• INSTRUCTIONS FOR THE TASK: Among the lines of the records below, copy those that hold the word "mixed".

[Stored items]
══════════

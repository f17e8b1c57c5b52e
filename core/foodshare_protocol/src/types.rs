//! # Types
//!
//! Shared data structures used across all modules of the FoodShare protocol.
//!
//! ## Design decisions
//!
//! ### Draft / Donation split
//!
//! A donation is created from two separate inputs:
//!
//! - [`DonationDraft`] — everything the donor supplies through the intake
//!   form; validated before acceptance.
//! - The store stamps `id`, `createdAt`, forces `status = Available` and
//!   `volunteer = None`; callers can never supply those.
//!
//! ### Status as a Finite-State Machine
//!
//! [`DonationStatus`] enforces a strict forward-only lifecycle:
//!
//! ```text
//! Available ──► Claimed ──► PickedUp ──► Delivered
//!     └──► Cancelled
//! ```
//!
//! Backward transitions and transitions out of terminal states (`Delivered`,
//! `Cancelled`) are rejected by [`crate::engine::transition`].
//!
//! ### Wire layout
//!
//! Serialized field and variant names are camelCase (`restaurantId`,
//! `pickedUp`, …) so a collection blob written by earlier FoodShare builds
//! round-trips unchanged.

use chrono::{DateTime, Utc};
use serde::{Deserialize, Serialize};

use crate::errors::{Error, Result};

/// Lifecycle status of a donation.
#[derive(Copy, Clone, Debug, Eq, PartialEq, Serialize, Deserialize)]
#[serde(rename_all = "camelCase")]
pub enum DonationStatus {
    /// Listed and waiting for a volunteer to claim it.
    Available,
    /// Reserved by a volunteer; awaiting pickup.
    Claimed,
    /// In the volunteer's hands, en route.
    PickedUp,
    /// Dropped off; terminal.
    Delivered,
    /// Withdrawn by the donor before any claim; terminal.
    Cancelled,
}

impl DonationStatus {
    /// Return a short identifier string matching the serialized variant name.
    pub fn as_str(&self) -> &'static str {
        match self {
            Self::Available => "available",
            Self::Claimed => "claimed",
            Self::PickedUp => "pickedUp",
            Self::Delivered => "delivered",
            Self::Cancelled => "cancelled",
        }
    }

    /// `true` for statuses with no outgoing transitions.
    pub fn is_terminal(&self) -> bool {
        matches!(self, Self::Delivered | Self::Cancelled)
    }
}

impl std::fmt::Display for DonationStatus {
    fn fmt(&self, f: &mut std::fmt::Formatter<'_>) -> std::fmt::Result {
        f.write_str(self.as_str())
    }
}

/// Category of the donated food.
#[derive(Copy, Clone, Debug, Eq, PartialEq, Serialize, Deserialize)]
#[serde(rename_all = "lowercase")]
pub enum FoodType {
    Prepared,
    Produce,
    Canned,
    Bakery,
    Dairy,
    Meat,
    Other,
}

/// The capability class under which an operation is invoked.
///
/// A closed union: every authorization rule in the engine matches on this,
/// never on free-form strings.
#[derive(Copy, Clone, Debug, Eq, PartialEq, Serialize, Deserialize)]
#[serde(rename_all = "lowercase")]
pub enum Role {
    Restaurant,
    Volunteer,
}

/// The authenticated caller, as supplied by the identity collaborator.
///
/// The protocol never issues or verifies credentials; it trusts this value.
#[derive(Clone, Debug, Eq, PartialEq, Serialize, Deserialize)]
pub struct Caller {
    pub id: String,
    pub name: String,
    pub role: Role,
}

/// The volunteer bound to a donation at claim time.
#[derive(Clone, Debug, Eq, PartialEq, Serialize, Deserialize)]
pub struct Volunteer {
    pub id: String,
    pub name: String,
}

/// A single unit of surplus food offered for volunteer pickup and delivery.
///
/// The restaurant fields are a snapshot of the donor at creation time and are
/// never re-synced; `pickupTime` and `deliveryTime` are written exactly once,
/// on the transitions into `PickedUp` and `Delivered` respectively.
#[derive(Clone, Debug, Eq, PartialEq, Serialize, Deserialize)]
#[serde(rename_all = "camelCase")]
pub struct Donation {
    /// Opaque unique identifier, assigned at creation.
    pub id: String,
    pub restaurant_id: String,
    pub restaurant_name: String,
    pub restaurant_address: String,
    pub food_name: String,
    pub food_type: FoodType,
    /// Free text, e.g. "5 kg".
    pub quantity: String,
    pub servings: u32,
    pub description: String,
    pub expiration_time: DateTime<Utc>,
    /// Opaque tags; no closed vocabulary is enforced here.
    pub dietary_info: Vec<String>,
    pub contains_allergens: Vec<String>,
    pub status: DonationStatus,
    pub created_at: DateTime<Utc>,
    #[serde(default, skip_serializing_if = "Option::is_none")]
    pub pickup_instructions: Option<String>,
    #[serde(default, skip_serializing_if = "Option::is_none")]
    pub pickup_time: Option<DateTime<Utc>>,
    #[serde(default, skip_serializing_if = "Option::is_none")]
    pub delivery_time: Option<DateTime<Utc>>,
    /// `None` exactly while `Available` (and for `Cancelled`, which is only
    /// reachable from `Available`). Serialized as an explicit `null`.
    pub volunteer: Option<Volunteer>,
    #[serde(default, skip_serializing_if = "Option::is_none")]
    pub image: Option<String>,
}

/// Creation payload supplied by the donor.
///
/// `restaurant_address` comes from the donor's profile via the collaborator
/// that builds the draft; the remaining identity snapshot (`restaurantId`,
/// `restaurantName`) is taken from the authenticated caller at creation.
#[derive(Clone, Debug, Eq, PartialEq, Serialize, Deserialize)]
#[serde(rename_all = "camelCase")]
pub struct DonationDraft {
    pub restaurant_address: String,
    pub food_name: String,
    pub food_type: FoodType,
    pub quantity: String,
    pub servings: u32,
    pub description: String,
    pub expiration_time: DateTime<Utc>,
    #[serde(default)]
    pub dietary_info: Vec<String>,
    #[serde(default)]
    pub contains_allergens: Vec<String>,
    #[serde(default, skip_serializing_if = "Option::is_none")]
    pub pickup_instructions: Option<String>,
    #[serde(default, skip_serializing_if = "Option::is_none")]
    pub image: Option<String>,
}

impl DonationDraft {
    /// Validate the intake rules against `now`.
    ///
    /// Mirrors the donor-facing form: required text fields must be non-blank,
    /// at least one serving, expiration strictly in the future.
    pub fn validate(&self, now: DateTime<Utc>) -> Result<()> {
        if self.food_name.trim().is_empty() {
            return Err(Error::Validation("Food name is required".into()));
        }
        if self.quantity.trim().is_empty() {
            return Err(Error::Validation("Quantity is required".into()));
        }
        if self.servings < 1 {
            return Err(Error::Validation("Must have at least 1 serving".into()));
        }
        if self.description.trim().is_empty() {
            return Err(Error::Validation("Description is required".into()));
        }
        if self.expiration_time <= now {
            return Err(Error::Validation(
                "Expiration time must be in the future".into(),
            ));
        }
        Ok(())
    }

    /// Materialize the draft into a fresh `Available` donation.
    ///
    /// Does not validate; call [`DonationDraft::validate`] first.
    pub fn into_donation(self, id: String, owner: &Caller, now: DateTime<Utc>) -> Donation {
        Donation {
            id,
            restaurant_id: owner.id.clone(),
            restaurant_name: owner.name.clone(),
            restaurant_address: self.restaurant_address,
            food_name: self.food_name,
            food_type: self.food_type,
            quantity: self.quantity,
            servings: self.servings,
            description: self.description,
            expiration_time: self.expiration_time,
            dietary_info: self.dietary_info,
            contains_allergens: self.contains_allergens,
            status: DonationStatus::Available,
            created_at: now,
            pickup_instructions: self.pickup_instructions,
            pickup_time: None,
            delivery_time: None,
            volunteer: None,
            image: self.image,
        }
    }
}
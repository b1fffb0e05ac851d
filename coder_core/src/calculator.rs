//! BMI calculator.
//!
//! Pure functions over plain values:
//! - BMI for a single weight/height pair
//! - Diet recommendation against a fixed threshold
//! - Worst-BMI lookup and per-coder scores over a group of coders
//!
//! The only failure is a zero height, reported as [`Error::DivisionByZero`].

use crate::{Coder, Error, Result};

/// BMI at or above which a diet is recommended
pub const DIET_THRESHOLD: f64 = 25.0;

/// Compute BMI as `weight / height²`
///
/// Weight and height are not range checked; negative inputs produce a
/// mechanically computed value. Only a zero height is an error.
pub fn compute_bmi(weight: f64, height: f64) -> Result<f64> {
    if height == 0.0 {
        tracing::debug!("Refusing BMI for zero height (weight {})", weight);
        return Err(Error::DivisionByZero);
    }

    Ok(weight / (height * height))
}

/// Whether a diet is recommended, i.e. BMI >= [`DIET_THRESHOLD`]
pub fn is_diet_recommended(weight: f64, height: f64) -> Result<bool> {
    let bmi = compute_bmi(weight, height)?;
    Ok(bmi >= DIET_THRESHOLD)
}

/// Find the coder with the highest BMI
///
/// Single pass over the slice. Returns `Ok(None)` for an empty slice. On
/// ties the earliest coder wins. A zero-height coder aborts the scan with
/// [`Error::DivisionByZero`].
pub fn find_coder_with_worst_bmi(coders: &[Coder]) -> Result<Option<&Coder>> {
    let mut worst: Option<(&Coder, f64)> = None;

    for coder in coders {
        let bmi = compute_bmi(coder.weight(), coder.height())?;

        match worst {
            Some((_, max)) if bmi <= max => {}
            _ => worst = Some((coder, bmi)),
        }
    }

    if let Some((coder, bmi)) = worst {
        tracing::trace!("Worst BMI {:.2} for {:?}", bmi, coder);
    }

    Ok(worst.map(|(coder, _)| coder))
}

/// BMI for every coder, in input order, rounded to two decimal places
pub fn get_bmi_scores(coders: &[Coder]) -> Result<Vec<f64>> {
    coders
        .iter()
        .map(|c| compute_bmi(c.weight(), c.height()).map(round_to_two_places))
        .collect()
}

/// Round half-up to two decimal places
///
/// Ties go towards positive infinity, so `-0.125` becomes `-0.12`.
pub fn round_to_two_places(value: f64) -> f64 {
    (value * 100.0 + 0.5).floor() / 100.0
}

#[cfg(test)]
mod tests {
    use super::*;
    use std::time::{Duration, Instant};

    fn sample_coders() -> Vec<Coder> {
        vec![
            Coder::new(1.80, 60.0),
            Coder::new(1.82, 98.0),
            Coder::new(1.82, 64.7),
        ]
    }

    #[test]
    fn test_compute_bmi() {
        let bmi = compute_bmi(89.0, 1.72).unwrap();
        assert!((bmi - 89.0 / (1.72 * 1.72)).abs() < 1e-9);
    }

    #[test]
    fn test_compute_bmi_zero_height_is_error() {
        let err = compute_bmi(89.0, 0.0).unwrap_err();
        assert!(err.is_arithmetic());

        // Sign of zero doesn't matter
        assert!(matches!(compute_bmi(89.0, -0.0), Err(Error::DivisionByZero)));
    }

    #[test]
    fn test_compute_bmi_does_not_validate_weight() {
        assert_eq!(compute_bmi(0.0, 2.0).unwrap(), 0.0);
        assert_eq!(compute_bmi(-8.0, 2.0).unwrap(), -2.0);
        assert_eq!(compute_bmi(8.0, -2.0).unwrap(), 2.0);
    }

    #[test]
    fn test_diet_recommended() {
        assert!(is_diet_recommended(89.0, 1.72).unwrap());
    }

    #[test]
    fn test_diet_not_recommended() {
        assert!(!is_diet_recommended(89.0, 1.95).unwrap());
    }

    #[test]
    fn test_diet_threshold_is_inclusive() {
        // 25.0 / 1.0² lands exactly on the threshold
        assert!(is_diet_recommended(25.0, 1.0).unwrap());
        assert!(!is_diet_recommended(24.99, 1.0).unwrap());
    }

    #[test]
    fn test_diet_zero_height_propagates_error() {
        let result = is_diet_recommended(89.0, 0.0);
        assert!(matches!(result, Err(Error::DivisionByZero)));
    }

    #[test]
    fn test_worst_bmi_non_empty() {
        crate::logging::init_test();
        let coders = sample_coders();

        let worst = find_coder_with_worst_bmi(&coders).unwrap().unwrap();

        assert_eq!(worst.height(), 1.82);
        assert_eq!(worst.weight(), 98.0);
    }

    #[test]
    fn test_worst_bmi_empty_is_none() {
        assert!(find_coder_with_worst_bmi(&[]).unwrap().is_none());
    }

    #[test]
    fn test_worst_bmi_tie_returns_first() {
        let coders = vec![
            Coder::new(1.70, 60.0),
            Coder::new(2.0, 100.0),
            Coder::new(1.80, 60.0),
            Coder::new(2.0, 100.0),
        ];

        let worst = find_coder_with_worst_bmi(&coders).unwrap().unwrap();

        assert!(std::ptr::eq(worst, &coders[1]));
    }

    #[test]
    fn test_worst_bmi_zero_height_is_error() {
        let only_zero_input = [Coder::new(0.0, 89.0)];
        let only_zero = find_coder_with_worst_bmi(&only_zero_input);
        assert!(matches!(only_zero, Err(Error::DivisionByZero)));

        let mixed = vec![Coder::new(1.80, 60.0), Coder::new(0.0, 500.0)];
        assert!(matches!(
            find_coder_with_worst_bmi(&mixed),
            Err(Error::DivisionByZero)
        ));
    }

    #[test]
    fn test_worst_bmi_ten_thousand_coders() {
        let coders: Vec<Coder> = (0..10_000)
            .map(|i| Coder::new(1.0 + i as f64, 10.0 + i as f64))
            .collect();

        let start = Instant::now();
        let worst = find_coder_with_worst_bmi(&coders).unwrap();
        let elapsed = start.elapsed();

        // BMI shrinks as i grows, so the first coder is the worst
        assert_eq!(worst, Some(&coders[0]));
        assert!(
            elapsed < Duration::from_millis(500),
            "scan took {:?}",
            elapsed
        );
    }

    #[test]
    fn test_bmi_scores() {
        let scores = get_bmi_scores(&sample_coders()).unwrap();
        assert_eq!(scores, vec![18.52, 29.59, 19.53]);
    }

    #[test]
    fn test_bmi_scores_empty() {
        assert!(get_bmi_scores(&[]).unwrap().is_empty());
    }

    #[test]
    fn test_bmi_scores_zero_height_is_error() {
        assert!(matches!(
            get_bmi_scores(&[Coder::new(0.0, 89.0)]),
            Err(Error::DivisionByZero)
        ));

        let coders = vec![Coder::new(1.80, 60.0), Coder::new(0.0, 70.0)];
        assert!(get_bmi_scores(&coders).unwrap_err().is_arithmetic());
    }

    #[test]
    fn test_round_to_two_places() {
        assert_eq!(round_to_two_places(18.518518), 18.52);
        assert_eq!(round_to_two_places(19.532665), 19.53);
        assert_eq!(round_to_two_places(0.125), 0.13);
        assert_eq!(round_to_two_places(-1.5), -1.5);
        // Negative ties round up, not away from zero
        assert_eq!(round_to_two_places(-0.125), -0.12);
    }
}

══════════

• SOLUTION TO THE PROBLEM:
        let mixed = vec![Coder::new(1.80, 60.0), Coder::new(0.0, 500.0)];
            find_coder_with_worst_bmi(&mixed),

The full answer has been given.